*REQUIRED ACTION*: Scan the entries that follow for the word "usize", then report every line in which it appears.
[[ SUPPLIED DATA, beginning ]]
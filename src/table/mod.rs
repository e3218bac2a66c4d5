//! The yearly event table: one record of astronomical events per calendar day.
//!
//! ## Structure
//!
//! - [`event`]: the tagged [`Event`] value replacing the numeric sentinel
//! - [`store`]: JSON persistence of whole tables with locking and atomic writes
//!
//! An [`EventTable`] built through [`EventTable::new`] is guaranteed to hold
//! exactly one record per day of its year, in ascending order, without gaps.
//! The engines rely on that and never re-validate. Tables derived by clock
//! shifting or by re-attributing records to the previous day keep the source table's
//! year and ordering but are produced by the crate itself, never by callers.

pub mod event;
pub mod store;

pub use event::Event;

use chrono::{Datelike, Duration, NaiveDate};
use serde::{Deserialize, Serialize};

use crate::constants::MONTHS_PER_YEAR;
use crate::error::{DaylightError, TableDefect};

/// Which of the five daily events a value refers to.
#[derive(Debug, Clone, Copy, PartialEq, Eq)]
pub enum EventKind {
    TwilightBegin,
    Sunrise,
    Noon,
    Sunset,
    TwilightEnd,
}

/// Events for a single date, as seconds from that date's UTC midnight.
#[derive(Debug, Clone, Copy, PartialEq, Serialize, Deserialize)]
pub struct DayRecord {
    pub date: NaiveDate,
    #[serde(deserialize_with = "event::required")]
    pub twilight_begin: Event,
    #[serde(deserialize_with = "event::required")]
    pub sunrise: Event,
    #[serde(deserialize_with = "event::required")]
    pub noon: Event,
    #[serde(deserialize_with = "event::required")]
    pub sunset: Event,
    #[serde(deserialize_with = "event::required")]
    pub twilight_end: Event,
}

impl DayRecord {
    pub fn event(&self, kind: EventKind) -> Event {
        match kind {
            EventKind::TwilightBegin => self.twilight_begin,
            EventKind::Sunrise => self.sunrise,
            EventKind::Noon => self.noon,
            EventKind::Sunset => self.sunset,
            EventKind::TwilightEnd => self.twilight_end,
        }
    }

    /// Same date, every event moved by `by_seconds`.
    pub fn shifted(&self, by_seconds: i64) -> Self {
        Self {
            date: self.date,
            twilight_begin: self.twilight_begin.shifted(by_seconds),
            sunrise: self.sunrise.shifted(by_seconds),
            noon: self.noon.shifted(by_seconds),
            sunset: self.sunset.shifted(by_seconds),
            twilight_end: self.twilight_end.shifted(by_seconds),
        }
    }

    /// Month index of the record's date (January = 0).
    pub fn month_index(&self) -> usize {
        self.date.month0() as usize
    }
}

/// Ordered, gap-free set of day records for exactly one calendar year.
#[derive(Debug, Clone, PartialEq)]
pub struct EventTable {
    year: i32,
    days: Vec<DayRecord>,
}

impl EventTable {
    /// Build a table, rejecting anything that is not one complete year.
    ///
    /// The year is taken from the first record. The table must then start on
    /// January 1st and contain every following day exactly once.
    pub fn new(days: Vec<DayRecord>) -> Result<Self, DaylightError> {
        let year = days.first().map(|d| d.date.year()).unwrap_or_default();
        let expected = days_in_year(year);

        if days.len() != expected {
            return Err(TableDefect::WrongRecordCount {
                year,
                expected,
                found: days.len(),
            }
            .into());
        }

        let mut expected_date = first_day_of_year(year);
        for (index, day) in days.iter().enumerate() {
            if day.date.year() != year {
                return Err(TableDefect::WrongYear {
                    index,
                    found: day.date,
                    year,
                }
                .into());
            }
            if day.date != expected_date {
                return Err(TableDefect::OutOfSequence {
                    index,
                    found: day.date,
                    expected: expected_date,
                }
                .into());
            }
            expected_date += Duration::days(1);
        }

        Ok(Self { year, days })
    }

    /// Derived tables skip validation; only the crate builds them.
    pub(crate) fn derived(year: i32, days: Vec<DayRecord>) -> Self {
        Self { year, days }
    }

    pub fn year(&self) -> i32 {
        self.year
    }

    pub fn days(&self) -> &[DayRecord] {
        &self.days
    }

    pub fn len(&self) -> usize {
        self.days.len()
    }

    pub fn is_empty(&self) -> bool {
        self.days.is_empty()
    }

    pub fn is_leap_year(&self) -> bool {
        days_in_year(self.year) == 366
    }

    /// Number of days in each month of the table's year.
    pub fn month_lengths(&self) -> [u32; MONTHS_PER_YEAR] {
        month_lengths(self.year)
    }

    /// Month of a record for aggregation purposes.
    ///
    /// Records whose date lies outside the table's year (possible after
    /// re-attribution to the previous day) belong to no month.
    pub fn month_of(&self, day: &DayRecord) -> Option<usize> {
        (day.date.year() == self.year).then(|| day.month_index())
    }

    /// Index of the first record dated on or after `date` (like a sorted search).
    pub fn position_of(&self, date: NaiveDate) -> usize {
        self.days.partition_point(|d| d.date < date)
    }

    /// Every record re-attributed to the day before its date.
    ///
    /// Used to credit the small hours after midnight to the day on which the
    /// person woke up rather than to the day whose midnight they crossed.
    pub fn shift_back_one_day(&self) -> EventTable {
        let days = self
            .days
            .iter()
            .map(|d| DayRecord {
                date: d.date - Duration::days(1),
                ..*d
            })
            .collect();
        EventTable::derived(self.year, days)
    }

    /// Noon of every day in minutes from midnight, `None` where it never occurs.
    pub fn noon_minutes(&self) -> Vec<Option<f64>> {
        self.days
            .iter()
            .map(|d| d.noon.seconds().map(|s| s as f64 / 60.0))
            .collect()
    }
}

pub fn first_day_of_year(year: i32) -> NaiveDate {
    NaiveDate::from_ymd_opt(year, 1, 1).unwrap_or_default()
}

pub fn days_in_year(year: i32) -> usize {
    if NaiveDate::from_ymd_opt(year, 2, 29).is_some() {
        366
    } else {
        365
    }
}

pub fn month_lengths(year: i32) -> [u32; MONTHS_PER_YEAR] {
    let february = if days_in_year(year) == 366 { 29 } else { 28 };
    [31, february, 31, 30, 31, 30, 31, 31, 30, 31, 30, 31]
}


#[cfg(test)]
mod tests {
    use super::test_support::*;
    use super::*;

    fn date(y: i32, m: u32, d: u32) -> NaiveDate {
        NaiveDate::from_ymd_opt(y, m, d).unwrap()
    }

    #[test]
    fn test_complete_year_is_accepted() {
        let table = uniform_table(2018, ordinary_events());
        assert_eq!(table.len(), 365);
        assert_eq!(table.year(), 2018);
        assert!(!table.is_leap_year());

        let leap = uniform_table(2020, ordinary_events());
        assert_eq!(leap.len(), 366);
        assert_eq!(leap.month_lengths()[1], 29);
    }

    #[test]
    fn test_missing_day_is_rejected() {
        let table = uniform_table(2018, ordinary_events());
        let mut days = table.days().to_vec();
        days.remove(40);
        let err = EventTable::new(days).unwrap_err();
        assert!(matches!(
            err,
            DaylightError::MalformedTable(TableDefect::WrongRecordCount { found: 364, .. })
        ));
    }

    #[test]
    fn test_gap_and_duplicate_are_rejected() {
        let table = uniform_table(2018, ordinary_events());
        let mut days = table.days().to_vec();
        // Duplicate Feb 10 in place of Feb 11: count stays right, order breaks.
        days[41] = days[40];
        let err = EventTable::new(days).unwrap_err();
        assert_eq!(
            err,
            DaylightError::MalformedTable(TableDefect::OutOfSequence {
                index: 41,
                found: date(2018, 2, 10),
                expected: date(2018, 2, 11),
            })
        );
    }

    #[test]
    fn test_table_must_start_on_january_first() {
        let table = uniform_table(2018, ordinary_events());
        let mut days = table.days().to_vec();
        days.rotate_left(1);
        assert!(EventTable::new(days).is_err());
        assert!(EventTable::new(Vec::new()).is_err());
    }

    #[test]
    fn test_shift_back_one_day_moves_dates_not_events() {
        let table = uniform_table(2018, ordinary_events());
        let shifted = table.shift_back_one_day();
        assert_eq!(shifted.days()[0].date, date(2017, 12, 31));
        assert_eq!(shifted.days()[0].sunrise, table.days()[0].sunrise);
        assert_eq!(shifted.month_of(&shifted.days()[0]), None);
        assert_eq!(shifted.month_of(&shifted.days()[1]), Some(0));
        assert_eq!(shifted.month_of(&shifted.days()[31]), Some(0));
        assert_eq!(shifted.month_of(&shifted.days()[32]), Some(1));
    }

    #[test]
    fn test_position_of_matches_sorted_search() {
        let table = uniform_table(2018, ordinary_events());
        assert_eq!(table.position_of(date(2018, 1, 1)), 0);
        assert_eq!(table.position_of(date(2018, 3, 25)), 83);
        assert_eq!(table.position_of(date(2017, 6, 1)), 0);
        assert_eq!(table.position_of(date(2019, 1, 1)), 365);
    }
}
[[ SUPPLIED DATA, end ]]
[[ SUPPLIED DATA, beginning ]]
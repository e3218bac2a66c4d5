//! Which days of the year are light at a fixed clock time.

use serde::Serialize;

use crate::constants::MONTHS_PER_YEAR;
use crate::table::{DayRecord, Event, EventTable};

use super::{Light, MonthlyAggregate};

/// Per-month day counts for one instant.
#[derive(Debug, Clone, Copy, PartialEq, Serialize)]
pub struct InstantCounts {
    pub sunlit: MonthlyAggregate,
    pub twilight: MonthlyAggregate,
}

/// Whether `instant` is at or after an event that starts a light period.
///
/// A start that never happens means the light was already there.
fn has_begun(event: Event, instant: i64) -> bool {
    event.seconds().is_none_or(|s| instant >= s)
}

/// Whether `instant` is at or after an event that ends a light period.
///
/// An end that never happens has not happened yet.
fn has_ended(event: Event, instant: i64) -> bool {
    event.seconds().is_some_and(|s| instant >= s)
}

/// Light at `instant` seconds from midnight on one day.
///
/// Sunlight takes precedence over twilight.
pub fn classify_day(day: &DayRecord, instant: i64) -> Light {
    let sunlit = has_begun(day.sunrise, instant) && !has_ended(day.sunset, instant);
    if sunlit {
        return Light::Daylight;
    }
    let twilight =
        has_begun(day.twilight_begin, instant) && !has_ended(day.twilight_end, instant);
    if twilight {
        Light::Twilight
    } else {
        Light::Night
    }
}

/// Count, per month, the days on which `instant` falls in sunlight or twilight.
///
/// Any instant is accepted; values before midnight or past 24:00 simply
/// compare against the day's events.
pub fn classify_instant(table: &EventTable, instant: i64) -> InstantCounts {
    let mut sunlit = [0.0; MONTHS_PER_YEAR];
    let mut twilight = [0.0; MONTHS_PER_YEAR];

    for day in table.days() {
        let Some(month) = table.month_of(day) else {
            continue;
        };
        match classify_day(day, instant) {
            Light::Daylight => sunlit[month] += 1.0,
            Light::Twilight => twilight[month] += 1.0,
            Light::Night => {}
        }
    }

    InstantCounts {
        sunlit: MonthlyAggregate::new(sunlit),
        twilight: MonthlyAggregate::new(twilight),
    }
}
[[ SUPPLIED DATA, end ]]
*EXPECTED ANSWER*:
    pub fn month_index(&self) -> usize {
        self.date.month0() as usize
    pub fn len(&self) -> usize {
    pub fn month_of(&self, day: &DayRecord) -> Option<usize> {
    pub fn position_of(&self, date: NaiveDate) -> usize {
pub fn days_in_year(year: i32) -> usize {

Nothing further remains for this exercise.